Exercise aim:
All records shown below should be given again, character for character.

(Saved data entries)
[Start of Attachment]

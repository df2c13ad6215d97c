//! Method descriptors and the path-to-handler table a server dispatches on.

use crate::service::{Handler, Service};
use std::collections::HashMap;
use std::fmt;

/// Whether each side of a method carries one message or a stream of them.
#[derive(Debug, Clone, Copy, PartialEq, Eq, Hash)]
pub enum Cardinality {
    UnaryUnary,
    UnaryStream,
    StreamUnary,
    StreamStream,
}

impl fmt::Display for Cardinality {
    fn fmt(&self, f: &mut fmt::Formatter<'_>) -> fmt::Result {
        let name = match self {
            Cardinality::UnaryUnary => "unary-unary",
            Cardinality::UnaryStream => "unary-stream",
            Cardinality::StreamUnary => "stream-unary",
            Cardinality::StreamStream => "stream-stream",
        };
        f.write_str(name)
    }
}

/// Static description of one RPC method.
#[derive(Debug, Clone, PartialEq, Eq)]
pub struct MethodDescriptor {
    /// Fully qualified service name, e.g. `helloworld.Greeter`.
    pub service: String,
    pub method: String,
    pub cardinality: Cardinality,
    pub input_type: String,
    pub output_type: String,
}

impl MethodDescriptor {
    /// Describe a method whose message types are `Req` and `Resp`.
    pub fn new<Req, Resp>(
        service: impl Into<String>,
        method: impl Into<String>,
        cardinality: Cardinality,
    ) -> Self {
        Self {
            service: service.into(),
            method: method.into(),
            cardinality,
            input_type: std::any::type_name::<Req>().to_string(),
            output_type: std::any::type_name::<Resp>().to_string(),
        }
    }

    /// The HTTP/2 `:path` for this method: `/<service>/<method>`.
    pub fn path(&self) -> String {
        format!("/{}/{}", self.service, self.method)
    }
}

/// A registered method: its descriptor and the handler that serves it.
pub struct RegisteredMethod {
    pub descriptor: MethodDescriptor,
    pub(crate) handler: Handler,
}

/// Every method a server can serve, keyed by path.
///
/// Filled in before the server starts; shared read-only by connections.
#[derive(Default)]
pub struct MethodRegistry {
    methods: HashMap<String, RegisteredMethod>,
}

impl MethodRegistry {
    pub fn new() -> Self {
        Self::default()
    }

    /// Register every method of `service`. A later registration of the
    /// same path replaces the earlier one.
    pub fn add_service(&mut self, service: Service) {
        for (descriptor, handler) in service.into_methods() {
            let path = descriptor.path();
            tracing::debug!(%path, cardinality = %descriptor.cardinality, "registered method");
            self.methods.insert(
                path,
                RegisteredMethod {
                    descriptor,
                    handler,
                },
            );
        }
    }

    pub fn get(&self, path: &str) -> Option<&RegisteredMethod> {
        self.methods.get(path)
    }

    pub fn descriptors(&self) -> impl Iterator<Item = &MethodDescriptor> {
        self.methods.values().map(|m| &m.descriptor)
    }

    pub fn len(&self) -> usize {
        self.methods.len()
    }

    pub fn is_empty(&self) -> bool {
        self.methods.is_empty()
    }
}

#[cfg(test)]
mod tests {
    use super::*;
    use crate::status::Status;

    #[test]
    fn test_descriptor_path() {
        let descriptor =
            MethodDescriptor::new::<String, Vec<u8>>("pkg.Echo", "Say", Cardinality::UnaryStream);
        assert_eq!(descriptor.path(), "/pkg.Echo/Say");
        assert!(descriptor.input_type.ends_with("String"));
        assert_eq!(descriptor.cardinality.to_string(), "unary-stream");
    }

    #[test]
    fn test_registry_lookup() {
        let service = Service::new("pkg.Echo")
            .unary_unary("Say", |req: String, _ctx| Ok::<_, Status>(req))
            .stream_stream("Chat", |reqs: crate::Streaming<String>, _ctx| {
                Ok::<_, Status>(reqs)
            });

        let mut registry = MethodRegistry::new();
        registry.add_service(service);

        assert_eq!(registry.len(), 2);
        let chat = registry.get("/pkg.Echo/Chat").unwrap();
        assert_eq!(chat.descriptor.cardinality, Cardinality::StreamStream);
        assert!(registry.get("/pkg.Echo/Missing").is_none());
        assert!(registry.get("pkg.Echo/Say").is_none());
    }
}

[End of Attachment]

Written solution:
repository df2c13ad6215d97c
//! Method descriptors and the path-to-handler table a server dispatches on.

use crate::service::{Handler, Service};
use std::collections::HashMap;
use std::fmt;

/// Whether each side of a method carries one message or a stream of them.
#[derive(Debug, Clone, Copy, PartialEq, Eq, Hash)]
pub enum Cardinality {
    UnaryUnary,
    UnaryStream,
    StreamUnary,
    StreamStream,
}

impl fmt::Display for Cardinality {
    fn fmt(&self, f: &mut fmt::Formatter<'_>) -> fmt::Result {
        let name = match self {
            Cardinality::UnaryUnary => "unary-unary",
            Cardinality::UnaryStream => "unary-stream",
            Cardinality::StreamUnary => "stream-unary",
            Cardinality::StreamStream => "stream-stream",
        };
        f.write_str(name)
    }
}

/// Static description of one RPC method.
#[derive(Debug, Clone, PartialEq, Eq)]
pub struct MethodDescriptor {
    /// Fully qualified service name, e.g. `helloworld.Greeter`.
    pub service: String,
    pub method: String,
    pub cardinality: Cardinality,
    pub input_type: String,
    pub output_type: String,
}

impl MethodDescriptor {
    /// Describe a method whose message types are `Req` and `Resp`.
    pub fn new<Req, Resp>(
        service: impl Into<String>,
        method: impl Into<String>,
        cardinality: Cardinality,
    ) -> Self {
        Self {
            service: service.into(),
            method: method.into(),
            cardinality,
            input_type: std::any::type_name::<Req>().to_string(),
            output_type: std::any::type_name::<Resp>().to_string(),
        }
    }

    /// The HTTP/2 `:path` for this method: `/<service>/<method>`.
    pub fn path(&self) -> String {
        format!("/{}/{}", self.service, self.method)
    }
}

/// A registered method: its descriptor and the handler that serves it.
pub struct RegisteredMethod {
    pub descriptor: MethodDescriptor,
    pub(crate) handler: Handler,
}

/// Every method a server can serve, keyed by path.
///
/// Filled in before the server starts; shared read-only by connections.
#[derive(Default)]
pub struct MethodRegistry {
    methods: HashMap<String, RegisteredMethod>,
}

impl MethodRegistry {
    pub fn new() -> Self {
        Self::default()
    }

    /// Register every method of `service`. A later registration of the
    /// same path replaces the earlier one.
    pub fn add_service(&mut self, service: Service) {
        for (descriptor, handler) in service.into_methods() {
            let path = descriptor.path();
            tracing::debug!(%path, cardinality = %descriptor.cardinality, "registered method");
            self.methods.insert(
                path,
                RegisteredMethod {
                    descriptor,
                    handler,
                },
            );
        }
    }

    pub fn get(&self, path: &str) -> Option<&RegisteredMethod> {
        self.methods.get(path)
    }

    pub fn descriptors(&self) -> impl Iterator<Item = &MethodDescriptor> {
        self.methods.values().map(|m| &m.descriptor)
    }

    pub fn len(&self) -> usize {
        self.methods.len()
    }

    pub fn is_empty(&self) -> bool {
        self.methods.is_empty()
    }
}

#[cfg(test)]
mod tests {
    use super::*;
    use crate::status::Status;

    #[test]
    fn test_descriptor_path() {
        let descriptor =
            MethodDescriptor::new::<String, Vec<u8>>("pkg.Echo", "Say", Cardinality::UnaryStream);
        assert_eq!(descriptor.path(), "/pkg.Echo/Say");
        assert!(descriptor.input_type.ends_with("String"));
        assert_eq!(descriptor.cardinality.to_string(), "unary-stream");
    }

    #[test]
    fn test_registry_lookup() {
        let service = Service::new("pkg.Echo")
            .unary_unary("Say", |req: String, _ctx| Ok::<_, Status>(req))
            .stream_stream("Chat", |reqs: crate::Streaming<String>, _ctx| {
                Ok::<_, Status>(reqs)
            });

        let mut registry = MethodRegistry::new();
        registry.add_service(service);

        assert_eq!(registry.len(), 2);
        let chat = registry.get("/pkg.Echo/Chat").unwrap();
        assert_eq!(chat.descriptor.cardinality, Cardinality::StreamStream);
        assert!(registry.get("/pkg.Echo/Missing").is_none());
        assert!(registry.get("pkg.Echo/Say").is_none());
    }
}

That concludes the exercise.